Task prompt: All of the data is to be copied without a single change.

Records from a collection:
══════
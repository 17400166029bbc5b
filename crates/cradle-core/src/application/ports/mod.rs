//! Application ports (traits) for external dependencies.
//!
//! In hexagonal architecture, ports define interfaces that the application
//! needs from the outside world. Adapters in `cradle-adapters` implement these.
//!
//! ## Port Types
//!
//! - **Driven (Output) Ports**: Called by application, implemented by infrastructure
//!   - `Filesystem`: File operations
//!   - `TemplateStore`: Template source lookup
//!   - `TemplateRenderer`: Template rendering with an explicit helper set
//!   - `Enricher`: The external package initializer (`npm init`)
//!
//! - **Driving (Input) Ports**: Called by external world, implemented by application
//!   - (Defined in CLI layer, implemented by services)

pub mod output;

pub use output::{EnrichError, EnrichOptions, Enricher, Filesystem, TemplateRenderer, TemplateStore};

#[cfg(test)]
pub use output::MockEnricher;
══════
Answer area:
repository 17400166029bbc5b
filename crates/cradle-core/src/application/ports/mod.rs
//! Application ports (traits) for external dependencies.
//!
//! In hexagonal architecture, ports define interfaces that the application
//! needs from the outside world. Adapters in `cradle-adapters` implement these.
//!
//! ## Port Types
//!
//! - **Driven (Output) Ports**: Called by application, implemented by infrastructure
//!   - `Filesystem`: File operations
//!   - `TemplateStore`: Template source lookup
//!   - `TemplateRenderer`: Template rendering with an explicit helper set
//!   - `Enricher`: The external package initializer (`npm init`)
//!
//! - **Driving (Input) Ports**: Called by external world, implemented by application
//!   - (Defined in CLI layer, implemented by services)

pub mod output;

pub use output::{EnrichError, EnrichOptions, Enricher, Filesystem, TemplateRenderer, TemplateStore};

#[cfg(test)]
pub use output::MockEnricher;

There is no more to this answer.